In this video ETF Securities Gemma Weeks examines the key movements over the past week in the Australian ETF market.
This week’s highlights:
- The global equity selloff picked-up pace last week as U.S. 10-year Treasury yields rose above 3.2% and U.S.-China trade conflict continued to concern investors. The S&P/ASX 200 fell 4.7%, its biggest weekly decline since early 2016. The S&P 500 fell 4.1%, led lower by the cyclical technology, financial and industrial sectors. The EURO STOXX 50 fell 4.5%, while the Nikkei 225 dropped 4.6%. Bearish equity funds (BBOZ, BBUS and BEAR) were the top performers for the week, along with gold mining ETFs, with MNRS and GDX returning 6.2% and 5.2% respectively. Global robotics and AI funds (ROBO and RBTZ) were amongst the poorest performers.

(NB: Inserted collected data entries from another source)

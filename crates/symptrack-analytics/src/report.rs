use chrono::NaiveDate;
use serde::Serialize;
use symptrack_core::{RiskTier, Sentiment, polarity, risk_tier, symptom_category};

/// One uploaded health report after its cells have been typed.
#[derive(Debug, Clone, PartialEq, Serialize)]
pub struct Report {
    /// Zero-based index of the source row in the upload.
    pub row: usize,
    /// Free text; a null cell becomes the empty string.
    pub text: String,
    pub symptoms: Option<String>,
    pub severity: f64,
    pub date: Option<NaiveDate>,
}

/// A report with its derived labels.
#[derive(Debug, Clone, PartialEq, Serialize)]
pub struct EnrichedReport {
    #[serde(flatten)]
    pub report: Report,
    pub polarity: f64,
    pub sentiment: Sentiment,
    pub risk: RiskTier,
    /// Composite category label, e.g. `"Respiratory, Fever"` or `"Other"`.
    pub symptom_category: String,
}

impl EnrichedReport {
    /// Derive all labels from the report's own text and severity.
    pub fn classify(report: Report) -> Self {
        let score = polarity(&report.text);
        let sentiment = Sentiment::from_polarity(score);
        let risk = risk_tier(report.severity);
        let symptom_category = symptom_category(&report.text);
        Self {
            report,
            polarity: score,
            sentiment,
            risk,
            symptom_category,
        }
    }

    pub fn row(&self) -> usize {
        self.report.row
    }

    pub fn text(&self) -> &str {
        &self.report.text
    }

    pub fn date(&self) -> Option<NaiveDate> {
        self.report.date
    }
}

#[cfg(test)]
mod tests {
    use super::*;

    fn report(text: &str, severity: f64) -> Report {
        Report {
            row: 0,
            text: text.to_string(),
            symptoms: None,
            severity,
            date: None,
        }
    }

    #[test]
    fn classify_derives_all_labels() {
        let enriched = EnrichedReport::classify(report("I have a bad cough", 5.0));
        assert_eq!(enriched.risk, RiskTier::High);
        assert_eq!(enriched.symptom_category, "Respiratory");
        assert_eq!(enriched.sentiment, Sentiment::Negative);
        assert!(enriched.polarity < -0.1);
    }

    #[test]
    fn empty_text_is_neutral_other() {
        let enriched = EnrichedReport::classify(report("", 0.0));
        assert_eq!(enriched.sentiment, Sentiment::Neutral);
        assert_eq!(enriched.polarity, 0.0);
        assert_eq!(enriched.symptom_category, "Other");
        assert_eq!(enriched.risk, RiskTier::Low);
    }

    #[test]
    fn serializes_flat() {
        let enriched = EnrichedReport::classify(report("feeling great", 1.0));
        let json = serde_json::to_value(&enriched).unwrap();
        assert_eq!(json["text"], "feeling great");
        assert_eq!(json["risk"], "Low");
        assert_eq!(json["sentiment"], "Positive");
        assert_eq!(json["symptom_category"], "Other");
    }
}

- U.S. 10-year Treasury yields hit a new 7-year high above 3.25% before pulling back to end the week at 3.16%. The U.S. dollar pulled-back. The Australian dollar ended the week at US71.14c.
- Gold rallied 1.1% to US$1,217/ounce on safe-haven buying and is now more than 4.2% above its August lows. WTI crude fell 4.0% to US$71.34/bbl.
- The Australian ETF market saw inflows of $215m into and outflows of $47m from domestically domiciled funds last week. The largest inflows were into domestic cash and equity ETFs (AAA, STW and IOZ). The largest outflows were from U.S dollar and U.S. equity ETFs (USD, IVV and IJR).